# WHAT IS BEING ASKED:
If a line in the records below holds the word "range", copy it.

━━━ DATA PROVIDED

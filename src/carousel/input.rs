//! Gesture normalization: wheel bursts and horizontal drags become at most
//! one `Direction` per physical gesture.

use std::collections::VecDeque;
use std::time::Instant;

use crate::config::{DragSettings, InputSettings, WheelSettings};
use crate::events::{Direction, DragIntent, PointerKind, WheelSample};

/// Separates deliberate wheel impulses from trackpad/momentum tails.
///
/// Keeps the last `2 * stability` deltas per sign plus the timestamps of the
/// last `2 * stability` events. A sample counts as a fresh impulse while the
/// per-sign history is still filling, or once the newer half of that history
/// is clearly stronger than the older half.
#[derive(Debug)]
pub struct InertiaFilter {
    stability: usize,
    sensitivity: f32,
    tolerance: f32,
    delay: std::time::Duration,
    up: VecDeque<Option<f32>>,
    down: VecDeque<Option<f32>>,
    stamps: VecDeque<Option<Instant>>,
}

impl InertiaFilter {
    pub fn new(settings: &WheelSettings) -> Self {
        let stability = settings.stability.max(1);
        let window = stability * 2;
        Self {
            stability,
            sensitivity: 1.0 + settings.sensitivity.abs(),
            tolerance: 1.0 + settings.tolerance.abs(),
            delay: settings.delay,
            up: VecDeque::from(vec![None; window]),
            down: VecDeque::from(vec![None; window]),
            stamps: VecDeque::from(vec![None; window]),
        }
    }

    /// Classifies one raw sample; zero deltas carry no direction.
    pub fn check(&mut self, sample: WheelSample, now: Instant) -> Option<Direction> {
        let direction = Direction::from_sign(sample.delta)?;
        push_ring(&mut self.stamps, Some(now));
        let ring = match direction {
            Direction::Positive => &mut self.up,
            Direction::Negative => &mut self.down,
        };
        push_ring(ring, Some(sample.delta));
        self.is_impulse(direction, now).then_some(direction)
    }

    fn is_impulse(&self, direction: Direction, now: Instant) -> bool {
        let deltas = match direction {
            Direction::Positive => &self.up,
            Direction::Negative => &self.down,
        };
        let window = self.stability * 2;
        let Some(oldest) = deltas[0] else {
            return true;
        };
        let newest = deltas[window - 1];
        if let Some(previous) = self.stamps[window - 2]
            && previous + self.delay > now
            && Some(oldest) == newest
        {
            return false;
        }
        let average = |range: std::ops::Range<usize>| {
            let len = range.len() as f32;
            range.filter_map(|i| deltas[i]).sum::<f32>() / len
        };
        let old = average(0..self.stability);
        let new = average(self.stability..window);
        old.abs() < (new * self.tolerance).abs() && self.sensitivity < new.abs()
    }
}

fn push_ring<T>(ring: &mut VecDeque<T>, value: T) {
    ring.pop_front();
    ring.push_back(value);
}

#[derive(Debug, Clone, Copy, PartialEq, Eq)]
enum Axis {
    Undecided,
    Horizontal,
    Vertical,
}

#[derive(Debug, Clone, Copy)]
struct Gesture {
    origin: (f32, f32),
    axis: Axis,
}

/// Pointer-down/move/up tracker reporting horizontal drag intent.
#[derive(Debug)]
pub struct DragRecognizer {
    threshold: f32,
    gesture: Option<Gesture>,
}

impl DragRecognizer {
    pub fn new(settings: &DragSettings) -> Self {
        Self {
            threshold: settings.threshold_px.max(0.0),
            gesture: None,
        }
    }

    pub fn is_dragging(&self) -> bool {
        self.gesture.is_some()
    }

    pub fn press(&mut self, x: f32, y: f32) {
        self.gesture = Some(Gesture {
            origin: (x, y),
            axis: Axis::Undecided,
        });
    }

    /// Reports intent for a motion sample while the pointer is down.
    pub fn motion(&mut self, x: f32, y: f32) -> Option<DragIntent> {
        let threshold = self.threshold;
        let gesture = self.gesture.as_mut()?;
        let dx = x - gesture.origin.0;
        let dy = y - gesture.origin.1;
        let intentional = dx.hypot(dy) >= threshold && (dx != 0.0 || dy != 0.0);
        if gesture.axis == Axis::Undecided && intentional {
            gesture.axis = if dx.abs() >= dy.abs() {
                Axis::Horizontal
            } else {
                Axis::Vertical
            };
        }
        let direction = match gesture.axis {
            Axis::Horizontal => Direction::from_sign(dx),
            Axis::Vertical | Axis::Undecided => None,
        };
        Some(DragIntent {
            direction,
            intentional: intentional && gesture.axis == Axis::Horizontal,
            dragging: true,
        })
    }

    pub fn release(&mut self) -> DragIntent {
        self.gesture = None;
        DragIntent {
            direction: None,
            intentional: false,
            dragging: false,
        }
    }
}

/// Folds wheel and drag sources into `advance(direction)` intents.
///
/// Only the source matching the configured pointer kind is live. Drags fire
/// at most once per gesture; release never fires.
#[derive(Debug)]
pub struct InputAdapter {
    pointer: PointerKind,
    wheel: InertiaFilter,
    drag: DragRecognizer,
    drag_fired: bool,
}

impl InputAdapter {
    pub fn new(settings: &InputSettings) -> Self {
        Self {
            pointer: settings.pointer,
            wheel: InertiaFilter::new(&settings.wheel),
            drag: DragRecognizer::new(&settings.drag),
            drag_fired: false,
        }
    }

    pub fn on_wheel(&mut self, sample: WheelSample, now: Instant) -> Option<Direction> {
        if self.pointer != PointerKind::Fine {
            return None;
        }
        let direction = self.wheel.check(sample, now);
        if let Some(direction) = direction {
            tracing::debug!(delta = sample.delta, ?direction, "wheel_impulse");
        }
        direction
    }

    pub fn on_press(&mut self, x: f32, y: f32) {
        if self.pointer != PointerKind::Coarse {
            return;
        }
        self.drag.press(x, y);
        self.drag_fired = false;
    }

    pub fn on_motion(&mut self, x: f32, y: f32) -> Option<Direction> {
        if self.pointer != PointerKind::Coarse || self.drag_fired {
            return None;
        }
        let intent = self.drag.motion(x, y)?;
        if !(intent.intentional && intent.dragging) {
            return None;
        }
        let direction = intent.direction?;
        self.drag_fired = true;
        tracing::debug!(?direction, "drag_intent");
        Some(direction)
    }

    pub fn on_release(&mut self) {
        if self.drag.is_dragging() {
            self.drag.release();
        }
        self.drag_fired = false;
    }
}
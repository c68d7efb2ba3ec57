use std::path::PathBuf;

/// Sign of a carousel step.
///
/// `Positive` is `+1` and `Negative` is `-1`. The active index moves by
/// `-direction`, so a positive step always rotates toward lower indices no
/// matter whether a wheel impulse or a drag produced it.
#[derive(Debug, Clone, Copy, PartialEq, Eq, Hash)]
pub enum Direction {
    Positive,
    Negative,
}

impl Direction {
    pub const fn sign(self) -> i32 {
        match self {
            Self::Positive => 1,
            Self::Negative => -1,
        }
    }

    pub fn as_f32(self) -> f32 {
        self.sign() as f32
    }

    /// Maps the sign of `value` onto a direction; zero and NaN have none.
    pub fn from_sign(value: f32) -> Option<Self> {
        if value > 0.0 {
            Some(Self::Positive)
        } else if value < 0.0 {
            Some(Self::Negative)
        } else {
            None
        }
    }
}

/// One raw wheel event.
///
/// `delta` follows the legacy `wheelDelta` convention: positive when the wheel
/// rolls away from the user, roughly 120 per notch.
#[derive(Debug, Clone, Copy, PartialEq)]
pub struct WheelSample {
    pub delta: f32,
}

/// Intent reported by the drag recognizer for a single pointer event.
#[derive(Debug, Clone, Copy, PartialEq, Eq)]
pub struct DragIntent {
    pub direction: Option<Direction>,
    pub intentional: bool,
    pub dragging: bool,
}

/// Which gesture source the host enables.
#[derive(Debug, Clone, Copy, PartialEq, Eq, Default, serde::Deserialize)]
#[serde(rename_all = "kebab-case")]
pub enum PointerKind {
    /// Mouse or trackpad: wheel impulses drive the carousel.
    #[default]
    Fine,
    /// Touch-like: horizontal drags drive the carousel.
    Coarse,
}

/// A decoded image ready for GPU upload.
#[derive(Debug, Clone)]
pub struct PreparedImageCpu {
    pub path: PathBuf,
    pub width: u32,
    pub height: u32,
    pub pixels: Vec<u8>,
}

impl PreparedImageCpu {
    pub fn aspect(&self) -> f32 {
        if self.height == 0 {
            return 1.0;
        }
        self.width as f32 / self.height as f32
    }
}

/// Developer controls bound to the debug panel.
#[derive(Debug, Clone, Copy, PartialEq)]
pub enum DebugCommand {
    /// Nudge `progress` by the given amount (clamped to `[0, 1]`).
    Scrub(f32),
    /// Fire an advance as if a gesture had requested it.
    Advance(Direction),
}

#[cfg(test)]
mod tests {
    use super::*;

    #[test]
    fn direction_signs() {
        assert_eq!(Direction::Positive.sign(), 1);
        assert_eq!(Direction::Negative.sign(), -1);
        assert_eq!(Direction::from_sign(3.5), Some(Direction::Positive));
        assert_eq!(Direction::from_sign(-0.1), Some(Direction::Negative));
        assert_eq!(Direction::from_sign(0.0), None);
        assert_eq!(Direction::from_sign(f32::NAN), None);
    }
}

━━━━━━

# WRITTEN RESPONSE:
        let average = |range: std::ops::Range<usize>| {
            let len = range.len() as f32;
            range.filter_map(|i| deltas[i]).sum::<f32>() / len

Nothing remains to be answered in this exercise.